By Lauren R., 2019 Summer Student
When arriving back at the Oshawa Museum this summer, I entered into the midst of construction of our newest exhibit, The Vintage Catwalk. Surrounded by a dizzying array of patterns and colours, one artefact easily stood out in my vision. Morbidly fascinated, I stared at the Emerald Green ball grown only a few feet from me. It was vibrant, captivating, beautiful and oh so deadly. I knew what it was in an instant as the vibrant colour betrayed its poisonous nature to me – a killer dress or, as some would call it, an arsenic dress. Many of you will know, if you’ve read my previous posts, I’m a lover of the macabre artefacts that grace the Museum’s exhibit space, so it should be no surprise when I present this one to you as well.
The history of fashion has been riddled with dangerous and deadly materials, dyes and procedures. There were aniline dyed socks that caused swelling in the wearer’s feet and lesions and bladder cancer in the men who made them. Celluloid combs that were used to decorate hair could explode when heated. Lead make-up caused ladies’ wrists to deteriorate until they could not raise their hands. And Hatters suffered from paranoia, trembling, cardiorespiratory problems and early death caused by mercury poisoning – the very substance used to give the lasting shine and smooth texture to fur hats.
But nothing in this hazardous history was as dangerous as the brilliant green dyes that bathed Victorian London. One variation of the pigment was created in 1814 in the German town of Schweinfurt by the Wilhelm Dye and White Lead Company. Brilliant and jewel-like, the chemists dubbed their new creation ‘emerald green.’ Along with this shade there were many others being made, ranging in a variety of green hues, all of which used arsenic as their base.
Due to the recent introduction of gaslight into homes, party goers and home owners were scouring for bright fabrics to stand out at events and in the house. While the candle light of the past hid the drab colour that came from natural dyes, gaslight only made the material look more miserable. The population flocked to the new and stunning green shades on the market; where there were once muddled browns and muted yellows now were shinning and jewel like hues to enchanted the eye. Soon arsenic products infested homes all over Britain. Wallpaper, carpets, clothing, shoes, gloves, accessory boxes, and fake flower wreaths were all brushed with the toxic substance. More importantly still, the dye was brushing off on people. It was a brush of death for many.
The wallpaper in nurseries and bedrooms could lead to the death of the inhabitants as the gaslight atomized the arsenic into the air. Those who wore the green-tinted dresses and accessories experienced hair loss, nausea, green-tinted hands and blisters, all from the slow absorption of the arsenic through their sweating skin leaching the toxic dyes from the unsealed fabric into a person’s skin. While these side-effects seem atrocious, they were nothing to what the workers in the fabric factories faced. Things like anemia, headaches, sores, scabs, discolored hands and nails, nausea and lesions (to name a few) plagued the people who made them and transformed them into consumable goods.
In the 1860s, at the height of its popularity, there was a sudden revolt against the use of the colouring agent when a 19-year-old factory worker in London died horrifically from arsenic poisoning. This event sent the public into a fear frenzy. Soon countries like Scandinavia, Germany and France (who had been doing their own investigations of the products) banned the substance outright. Britain placed restrictions on the use of arsenic in products but in the end, there was no formal ban, and the true change came from informed consumers.
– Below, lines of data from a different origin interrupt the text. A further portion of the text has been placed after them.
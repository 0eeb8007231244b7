//! Command-line arguments and subcommands for `kcl-harness`.
//!
//! Uses the `clap` crate with its "derive" feature.

use clap::{Parser, Subcommand};
use std::path::PathBuf;

/// The main CLI argument structure.
#[derive(Debug, Parser)]
#[command(
    name = "kcl-harness",
    version,
    about = "Discover, run and temporarily override KCL configuration files."
)]
pub struct HarnessArgs {
    /// Configuration file to use instead of kcl-harness.yaml at the project root.
    #[arg(long, global = true)]
    pub config: Option<PathBuf>,

    #[command(subcommand)]
    pub command: Command,
}

/// An enumeration of all available CLI subcommands.
#[derive(Debug, Subcommand)]
pub enum Command {
    /// Print the nearest ancestor directory containing a marker file.
    Root {
        /// Marker file name; defaults to the project marker.
        #[arg(long)]
        marker: Option<String>,
        /// Where to start searching.
        #[arg(default_value = ".")]
        path: PathBuf,
    },
    /// List discovered KCL files by their stable ids.
    List {
        /// Directory to search; defaults to the project root.
        #[arg(long)]
        root: Option<PathBuf>,
        /// Glob pattern; defaults to the configured one.
        #[arg(long)]
        glob: Option<String>,
    },
    /// Run a KCL file and print its JSON result.
    Exec {
        #[arg(required = true)]
        file: PathBuf,
    },
    /// Print the variables declared by a KCL file.
    Vars {
        #[arg(required = true)]
        file: PathBuf,
    },
    /// Apply overrides to a KCL file and show the materialized change.
    Override {
        #[arg(required = true)]
        file: PathBuf,
        /// Override spec such as `config.port=7001`; repeatable.
        #[arg(short = 'O', long = "override", value_name = "SPEC", required = true)]
        specs: Vec<String>,
        /// Leave the file overridden instead of restoring it.
        #[arg(long)]
        keep: bool,
    },
}
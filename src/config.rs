//! Harness configuration.
//!
//! Defaults cover the common layout (`kcl.mod` workspace, `flake.nix` project
//! root, `*.k` sources). A project may override them with a
//! `kcl-harness.yaml` at its root; `KCL_HARNESS_KCL` and `KCL_HARNESS_GLOB`
//! take precedence over both.

use std::path::{Path, PathBuf};

use serde::Deserialize;

use crate::anchor::{KCL_MARKER, PROJECT_MARKER};
use crate::catalog::DEFAULT_GLOB;
use crate::errors::{HarnessError, Result};

/// File name looked up in the project anchor.
pub const CONFIG_FILE: &str = "kcl-harness.yaml";

/// Environment variable overriding [`HarnessConfig::kcl_program`].
pub const ENV_KCL_PROGRAM: &str = "KCL_HARNESS_KCL";

/// Environment variable overriding [`HarnessConfig::glob`].
pub const ENV_GLOB: &str = "KCL_HARNESS_GLOB";

/// Configuration for discovery, evaluation and reporting.
#[derive(Debug, Clone, Deserialize, PartialEq)]
#[serde(default, deny_unknown_fields)]
pub struct HarnessConfig {
    /// KCL executable used by the CLI evaluator.
    pub kcl_program: String,
    /// Marker of the KCL workspace anchor.
    pub kcl_marker: String,
    /// Marker of the project anchor.
    pub project_marker: String,
    /// Discovery pattern.
    pub glob: String,
    /// Suffix appended to a file's name for its override backup.
    pub backup_suffix: String,
    /// Parameters never bound to matched files.
    pub excluded_params: Vec<String>,
    /// Parameter that receives the file in single-file expansion.
    pub single_file_param: String,
    /// Argument template for in-place overrides. `{file}` is the absolute
    /// file, `{specs}` expands to `-O <spec>` for every spec.
    ///
    /// The default is `kcl run <file> -O ..`. Depending on the KCL release,
    /// `-O` may only change the evaluated output and leave the source
    /// untouched; point this at a command that rewrites the file (for
    /// example a wrapper over the KCL override API) when that is the case.
    pub override_args: Vec<String>,
    /// Argument template for listing variables. `{files}` expands to the
    /// absolute files.
    pub list_variables_args: Vec<String>,
    pub use_colors: bool,
}

impl Default for HarnessConfig {
    fn default() -> Self {
        Self {
            kcl_program: "kcl".to_string(),
            kcl_marker: KCL_MARKER.to_string(),
            project_marker: PROJECT_MARKER.to_string(),
            glob: DEFAULT_GLOB.to_string(),
            backup_suffix: ".bak".to_string(),
            excluded_params: vec!["tmp_path".to_string()],
            single_file_param: "kf".to_string(),
            override_args: vec!["run".into(), "{file}".into(), "{specs}".into()],
            list_variables_args: vec![
                "run".into(),
                "{files}".into(),
                "--format".into(),
                "json".into(),
            ],
            use_colors: atty::is(atty::Stream::Stderr),
        }
    }
}

impl HarnessConfig {
    /// Parses a YAML document. Missing keys keep their defaults.
    pub fn from_yaml(source: &str, origin: &Path) -> Result<Self> {
        if source.trim().is_empty() {
            return Ok(Self::default());
        }
        serde_yaml::from_str(source).map_err(|e| HarnessError::Config {
            path: origin.to_path_buf(),
            message: e.to_string(),
        })
    }

    /// Reads `path` as YAML configuration.
    pub fn from_file(path: &Path) -> Result<Self> {
        let source = std::fs::read_to_string(path).map_err(|e| HarnessError::io(path, e))?;
        Self::from_yaml(&source, path)
    }

    /// Loads `kcl-harness.yaml` from `project_root` when present, then applies
    /// environment overrides.
    pub fn load(project_root: &Path) -> Result<Self> {
        let candidate = project_root.join(CONFIG_FILE);
        let config = if candidate.is_file() {
            tracing::debug!(path = %candidate.display(), "loading harness configuration");
            Self::from_file(&candidate)?
        } else {
            Self::default()
        };
        Ok(config.with_env_overrides(|key| std::env::var(key).ok()))
    }

    /// Applies environment overrides read through `lookup`.
    pub fn with_env_overrides<F>(mut self, lookup: F) -> Self
    where
        F: Fn(&str) -> Option<String>,
    {
        if let Some(program) = lookup(ENV_KCL_PROGRAM).filter(|v| !v.is_empty()) {
            self.kcl_program = program;
        }
        if let Some(glob) = lookup(ENV_GLOB).filter(|v| !v.is_empty()) {
            self.glob = glob;
        }
        self
    }

    /// Backup location of `path`: the same path with the suffix appended.
    pub fn backup_path(&self, path: &Path) -> PathBuf {
        crate::overrides::backup_path(path, &self.backup_suffix)
    }
}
The legacy of arsenic can still be seen in the arsenic-phobic attitude that is prevalent in fashion houses like Chanel. It is said that Coco Chanel’s infamous black and white colour palette was influenced by an aversion to ‘natural colours,’ like green. To this day some seamstresses in the Chanel fashion house believe that green is a colour of ‘bad luck.’
While these fascinating fashion fixtures are fabulous to behold one must always remember their fatal nature. Arsenic can still be found in artefacts today, though in much smaller amounts than when they were made, like the dress we have on display, or the dress owned by the Ryerson school of fashion, which was displayed at the Bata Shoe Museum as part of their Fashion Victims exhibition.